* **Task description**:
Copy out each line from the start of the material below until the line with "- Error types", that line included.

****

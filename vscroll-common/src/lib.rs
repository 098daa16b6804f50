//! # VScroll Common Library
//!
//! Shared code for the video feed core and its hosts including:
//! - Video identifiers and playback offsets
//! - Error types
//! - Bootstrap configuration loading (TOML)
//! - Feed event types (FeedEvent enum) and the EventBus
//! - Human-readable playback offset formatting

pub mod config;
pub mod error;
pub mod events;
pub mod human_time;
pub mod video;

pub use error::{Error, Result};
pub use video::{PlaybackOffset, VideoId};
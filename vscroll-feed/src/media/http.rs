//! Readiness probe backend that inspects HTTP metadata
//!
//! A resource is considered playable when a metadata request succeeds and
//! the advertised content type is something a video player can open.

use std::time::Duration;

use futures::future::BoxFuture;
use futures::FutureExt;
use reqwest::header::{CONTENT_TYPE, RANGE};
use reqwest::{Client, StatusCode};
use tracing::debug;
use vscroll_common::VideoId;

use super::{AssetLoader, PreparedAsset};
use crate::error::{ProbeError, Result};

const USER_AGENT: &str = concat!("vscroll-feed/", env!("CARGO_PKG_VERSION"));

/// Content types accepted as playable besides `video/*`
const STREAM_TYPES: &[&str] = &[
    "application/octet-stream",
    "application/vnd.apple.mpegurl",
    "application/x-mpegurl",
    "audio/mpegurl",
];

/// Decide from a Content-Type header value whether the resource is playable
///
/// A missing header is accepted; players sniff the container themselves.
pub fn classify_content_type(content_type: Option<&str>) -> std::result::Result<(), ProbeError> {
    let Some(raw) = content_type else {
        return Ok(());
    };
    let mime = raw
        .split(';')
        .next()
        .unwrap_or_default()
        .trim()
        .to_ascii_lowercase();

    if mime.starts_with("video/") || STREAM_TYPES.contains(&mime.as_str()) {
        Ok(())
    } else {
        Err(ProbeError::Unplayable {
            reason: format!("content type {}", mime),
        })
    }
}

/// [`AssetLoader`] that issues a HEAD request per resource locator
#[derive(Clone)]
pub struct HttpAssetLoader {
    client: Client,
}

impl HttpAssetLoader {
    /// Build a loader whose requests give up after `request_timeout`
    pub fn new(request_timeout: Duration) -> Result<Self> {
        let client = Client::builder()
            .user_agent(USER_AGENT)
            .timeout(request_timeout)
            .build()
            .map_err(|e| ProbeError::Network(e.to_string()))?;
        Ok(Self { client })
    }

    /// Wrap an existing client
    pub fn with_client(client: Client) -> Self {
        Self { client }
    }

    async fn probe(client: Client, video_id: VideoId) -> std::result::Result<PreparedAsset, ProbeError> {
        let url = reqwest::Url::parse(video_id.as_str()).map_err(|e| ProbeError::Unplayable {
            reason: format!("invalid locator: {}", e),
        })?;

        let mut response = client
            .head(url.clone())
            .send()
            .await
            .map_err(|e| ProbeError::Network(e.to_string()))?;

        // Some origins refuse HEAD; a one-byte ranged GET returns the same headers
        if response.status() == StatusCode::METHOD_NOT_ALLOWED {
            debug!("HEAD refused for {}, retrying with ranged GET", video_id);
            response = client
                .get(url)
                .header(RANGE, "bytes=0-0")
                .send()
                .await
                .map_err(|e| ProbeError::Network(e.to_string()))?;
        }

        let status = response.status();
        if !status.is_success() {
            return Err(ProbeError::Unplayable {
                reason: format!("HTTP {}", status.as_u16()),
            });
        }

        let content_type = response
            .headers()
            .get(CONTENT_TYPE)
            .and_then(|value| value.to_str().ok());
        classify_content_type(content_type)?;

        debug!(
            "Probe of {} succeeded ({})",
            video_id,
            content_type.unwrap_or("no content type")
        );
        Ok(PreparedAsset::new(video_id))
    }
}

impl AssetLoader for HttpAssetLoader {
    fn load_playable(
        &self,
        video_id: &VideoId,
    ) -> BoxFuture<'static, std::result::Result<PreparedAsset, ProbeError>> {
        Self::probe(self.client.clone(), video_id.clone()).boxed()
    }
}
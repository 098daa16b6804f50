//! Cloneable handle to a running feed controller task

use tokio::sync::{mpsc, oneshot};

use super::controller::FeedOp;
use crate::error::{Error, Result};
use crate::playback::session::SessionState;

/// Requests processed by the controller's run loop
#[derive(Debug)]
pub(crate) enum FeedCommand {
    Apply {
        op: FeedOp,
        index: usize,
        reply: oneshot::Sender<Result<bool>>,
    },
    State {
        index: usize,
        reply: oneshot::Sender<Option<SessionState>>,
    },
}

/// Host-side entry point for a spawned [`FeedController`]
///
/// The controller stops once every handle is dropped.
///
/// [`FeedController`]: super::FeedController
#[derive(Clone, Debug)]
pub struct FeedHandle {
    tx: mpsc::Sender<FeedCommand>,
}

impl FeedHandle {
    pub(crate) fn new(tx: mpsc::Sender<FeedCommand>) -> Self {
        Self { tx }
    }

    /// Apply `op` to item `index` and wait for the controller's answer
    pub async fn apply(&self, op: FeedOp, index: usize) -> Result<bool> {
        let (reply, rx) = oneshot::channel();
        self.tx
            .send(FeedCommand::Apply { op, index, reply })
            .await
            .map_err(|_| Error::ChannelClosed)?;
        rx.await.map_err(|_| Error::ChannelClosed)?
    }

    pub async fn view_appeared(&self, index: usize) -> Result<bool> {
        self.apply(FeedOp::ViewAppeared, index).await
    }

    pub async fn view_disappeared(&self, index: usize) -> Result<bool> {
        self.apply(FeedOp::ViewDisappeared, index).await
    }

    pub async fn activate(&self, index: usize) -> Result<bool> {
        self.apply(FeedOp::Activate, index).await
    }

    pub async fn deactivate(&self, index: usize) -> Result<bool> {
        self.apply(FeedOp::Deactivate, index).await
    }

    pub async fn replay(&self, index: usize) -> Result<bool> {
        self.apply(FeedOp::Replay, index).await
    }

    pub async fn pause(&self, index: usize) -> Result<bool> {
        self.apply(FeedOp::Pause, index).await
    }

    pub async fn resume(&self, index: usize) -> Result<bool> {
        self.apply(FeedOp::Resume, index).await
    }

    /// Current session state of item `index`, None if no session exists
    pub async fn state(&self, index: usize) -> Result<Option<SessionState>> {
        let (reply, rx) = oneshot::channel();
        self.tx
            .send(FeedCommand::State { index, reply })
            .await
            .map_err(|_| Error::ChannelClosed)?;
        rx.await.map_err(|_| Error::ChannelClosed)
    }

    /// True once the controller task has stopped
    pub fn is_closed(&self) -> bool {
        self.tx.is_closed()
    }
}
//! Common error types for VScroll

use thiserror::Error;

/// Common result type for VScroll operations
pub type Result<T> = std::result::Result<T, Error>;

/// Common error types shared by the feed core and its hosts
#[derive(Error, Debug)]
pub enum Error {
    /// I/O operation error (wraps std::io::Error)
    #[error("IO error: {0}")]
    Io(#[from] std::io::Error),

    /// Configuration loading or validation error
    #[error("Configuration error: {0}")]
    Config(String),

    /// Malformed TOML configuration file
    #[error("Configuration parse error: {0}")]
    ConfigParse(#[from] toml::de::Error),

    /// Invalid user input or request parameter
    #[error("Invalid input: {0}")]
    InvalidInput(String),
}
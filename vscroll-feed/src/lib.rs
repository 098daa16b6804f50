//! # VScroll Feed Core (vscroll-feed)
//!
//! Playback coordination for a vertically scrolling feed of videos.
//!
//! **Purpose:** Track per-video playback positions, gate playback on an
//! asynchronous readiness probe, and drive one player per visible feed item
//! so that a video left mid-way resumes where it stopped.
//!
//! **Architecture:** A single control loop ([`feed::FeedController`]) owns
//! every [`playback::PlaybackSession`]. Probes, tick timers and player
//! reports run as tokio tasks and deliver token-stamped signals back to the
//! loop, where results from a superseded activation are discarded.
//!
//! Platform media is reached through the [`media::AssetLoader`] and
//! [`media::MediaPlayer`] traits.

pub mod error;
pub mod feed;
pub mod media;
pub mod playback;

pub use error::{Error, Result};
pub use feed::{FeedController, FeedHandle, FeedOp};
pub use playback::{PositionStore, SessionOptions, SessionSinks, SessionState};
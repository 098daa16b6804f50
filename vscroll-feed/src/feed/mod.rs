//! Feed controller: one playback session per constructed feed item

pub mod controller;
pub mod handle;

pub use controller::{FeedController, FeedOp, SinkFactory};
pub use handle::FeedHandle;
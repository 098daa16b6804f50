//! Last-seen playback position per video
//!
//! One store lives for the lifetime of the feed screen and is shared by every
//! session. Entries survive a session being torn down and recreated, which is
//! what makes scrolling back to a video resume where it left off.

use std::collections::HashMap;

use parking_lot::RwLock;
use vscroll_common::{PlaybackOffset, VideoId};

/// Mapping from video to its latest recorded offset
///
/// Writes for one key never touch another key's entry. Nothing is ever
/// pruned; the map is bounded by the number of distinct videos in the feed.
#[derive(Debug, Default)]
pub struct PositionStore {
    positions: RwLock<HashMap<VideoId, PlaybackOffset>>,
}

impl PositionStore {
    pub fn new() -> Self {
        Self::default()
    }

    /// Last recorded offset, or `None` if the video was never recorded
    pub fn get(&self, video_id: &VideoId) -> Option<PlaybackOffset> {
        self.positions.read().get(video_id).copied()
    }

    /// Overwrite the offset for `video_id` unconditionally
    pub fn set(&self, video_id: &VideoId, offset: PlaybackOffset) {
        let mut positions = self.positions.write();
        match positions.get_mut(video_id) {
            Some(existing) => *existing = offset,
            None => {
                positions.insert(video_id.clone(), offset);
            }
        }
    }

    pub fn len(&self) -> usize {
        self.positions.read().len()
    }

    pub fn is_empty(&self) -> bool {
        self.positions.read().is_empty()
    }

    /// Copy of every entry
    pub fn snapshot(&self) -> HashMap<VideoId, PlaybackOffset> {
        self.positions.read().clone()
    }
}
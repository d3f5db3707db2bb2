use serde_json::Value;
use sqlx::sqlite::{SqliteArguments, SqliteConnectOptions, SqlitePool, SqlitePoolOptions, SqliteRow};
use sqlx::{Arguments, FromRow};
use std::future::Future;
use std::path::Path;
use std::str::FromStr;
use std::time::{Duration, Instant};
use thiserror::Error;
use tracing::{debug, info, warn};

use crate::config::DatabaseConfig;

const MEMORY_PATH: &str = ":memory:";

/// Errors from the store. Every persistence failure collapses into one of these.
#[derive(Debug, Error)]
pub enum StoreError {
    #[error("Failed to prepare database directory {path}: {source}")]
    Directory {
        path: String,
        source: std::io::Error,
    },

    #[error("Store call exceeded {0:?}")]
    Timeout(Duration),

    #[error(transparent)]
    Sqlx(#[from] sqlx::Error),
}

/// Outcome of an insert/update/delete.
#[derive(Debug, Clone, Copy, PartialEq, Eq)]
pub struct ExecResult {
    pub last_insert_id: i64,
    pub rows_affected: u64,
}

/// Process-scoped handle to the SQLite database. Cloning shares the same pool.
#[derive(Clone)]
pub struct Store {
    pool: SqlitePool,
    path: String,
    query_timeout: Option<Duration>,
    slow_query_threshold: Option<Duration>,
}

impl Store {
    /// Open (creating if missing) the database described by `config`.
    pub async fn connect(config: &DatabaseConfig) -> Result<Self, StoreError> {
        let in_memory = Self::is_memory_path(&config.path);

        let options = if in_memory {
            SqliteConnectOptions::from_str("sqlite::memory:")?
        } else {
            Self::ensure_parent_dir(&config.path).await?;
            SqliteConnectOptions::new()
                .filename(&config.path)
                .create_if_missing(true)
        };
        let options = options.busy_timeout(Duration::from_secs(config.busy_timeout_secs));

        // An in-memory database lives and dies with its connection, so pin exactly one.
        let max_connections = if in_memory { 1 } else { config.max_connections.max(1) };
        let pool = SqlitePoolOptions::new()
            .max_connections(max_connections)
            .min_connections(1)
            .idle_timeout(None)
            .max_lifetime(None)
            .connect_with(options)
            .await?;

        info!("Opened database {} ({} connection(s))", config.path, max_connections);

        Ok(Self {
            pool,
            path: config.path.clone(),
            query_timeout: config.query_timeout_ms.map(Duration::from_millis),
            slow_query_threshold: config
                .enable_slow_query_warning
                .then(|| Duration::from_millis(config.slow_query_threshold_ms)),
        })
    }

    pub fn path(&self) -> &str {
        &self.path
    }

    /// Run an insert/update/delete.
    pub async fn execute(&self, sql: &str, params: &[Value]) -> Result<ExecResult, StoreError> {
        let result = self
            .bounded(sql, sqlx::query_with(sql, bind_params(params)).execute(&self.pool))
            .await?;

        Ok(ExecResult {
            last_insert_id: result.last_insert_rowid(),
            rows_affected: result.rows_affected(),
        })
    }

    /// Run a scan, returning every matching row.
    pub async fn query_all<T>(&self, sql: &str, params: &[Value]) -> Result<Vec<T>, StoreError>
    where
        T: for<'r> FromRow<'r, SqliteRow> + Send + Unpin,
    {
        self.bounded(
            sql,
            sqlx::query_as_with::<_, T, _>(sql, bind_params(params)).fetch_all(&self.pool),
        )
        .await
    }

    /// Run a point lookup, returning the first row if any.
    pub async fn query_one<T>(&self, sql: &str, params: &[Value]) -> Result<Option<T>, StoreError>
    where
        T: for<'r> FromRow<'r, SqliteRow> + Send + Unpin,
    {
        self.bounded(
            sql,
            sqlx::query_as_with::<_, T, _>(sql, bind_params(params)).fetch_optional(&self.pool),
        )
        .await
    }

    /// Pings the pool to ensure connectivity
    pub async fn ping(&self) -> Result<(), StoreError> {
        self.bounded("SELECT 1", sqlx::query("SELECT 1").execute(&self.pool))
            .await
            .map(|_| ())
    }

    /// Close the pool (e.g., on shutdown)
    pub async fn close(&self) {
        self.pool.close().await;
        info!("Closed database {}", self.path);
    }

    async fn bounded<F, O>(&self, sql: &str, call: F) -> Result<O, StoreError>
    where
        F: Future<Output = Result<O, sqlx::Error>>,
    {
        let started = Instant::now();

        let outcome = match self.query_timeout {
            Some(limit) => match tokio::time::timeout(limit, call).await {
                Ok(outcome) => outcome,
                Err(_) => {
                    warn!("Store call timed out after {:?}: {}", limit, sql);
                    return Err(StoreError::Timeout(limit));
                }
            },
            None => call.await,
        };

        let elapsed = started.elapsed();
        match self.slow_query_threshold {
            Some(threshold) if elapsed >= threshold => {
                warn!("Slow query ({} ms): {}", elapsed.as_millis(), sql);
            }
            _ => debug!("Query ({} us): {}", elapsed.as_micros(), sql),
        }

        Ok(outcome?)
    }

    fn is_memory_path(path: &str) -> bool {
        path == MEMORY_PATH || path.starts_with("sqlite::memory:")
    }

    async fn ensure_parent_dir(path: &str) -> Result<(), StoreError> {
        match Path::new(path).parent() {
            Some(dir) if !dir.as_os_str().is_empty() => tokio::fs::create_dir_all(dir)
                .await
                .map_err(|source| StoreError::Directory {
                    path: dir.display().to_string(),
                    source,
                }),
            _ => Ok(()),
        }
    }
}

/// Bind JSON values positionally. Values are only ever bound, never spliced into SQL text.
fn bind_params(params: &[Value]) -> SqliteArguments<'_> {
    let mut args = SqliteArguments::default();
    for value in params {
        match value {
            Value::Null => args.add(Option::<String>::None),
            Value::Bool(b) => args.add(*b),
            Value::Number(n) => {
                if let Some(i) = n.as_i64() {
                    args.add(i)
                } else if let Some(f) = n.as_f64() {
                    args.add(f)
                } else {
                    args.add(n.to_string())
                }
            }
            Value::String(s) => args.add(s.as_str()),
            // SQLite has no array or object type; store the JSON text
            Value::Array(_) | Value::Object(_) => args.add(value.to_string()),
        }
    }
    args
}
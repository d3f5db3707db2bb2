use thiserror::Error;

#[derive(Error, Debug, PartialEq, Eq)]
pub enum FilterError {
    #[error("Invalid table name: {0}")]
    InvalidTableName(String),

    #[error("Invalid column name: {0}")]
    InvalidColumn(String),

    #[error("Text search needs at least one column")]
    NoSearchColumns,
}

****

* **Expected answer**:
filename vscroll-common/src/lib.rs
repository 098daa16b6804f50
//! # VScroll Common Library
//!
//! Shared code for the video feed core and its hosts including:
//! - Video identifiers and playback offsets
//! - Error types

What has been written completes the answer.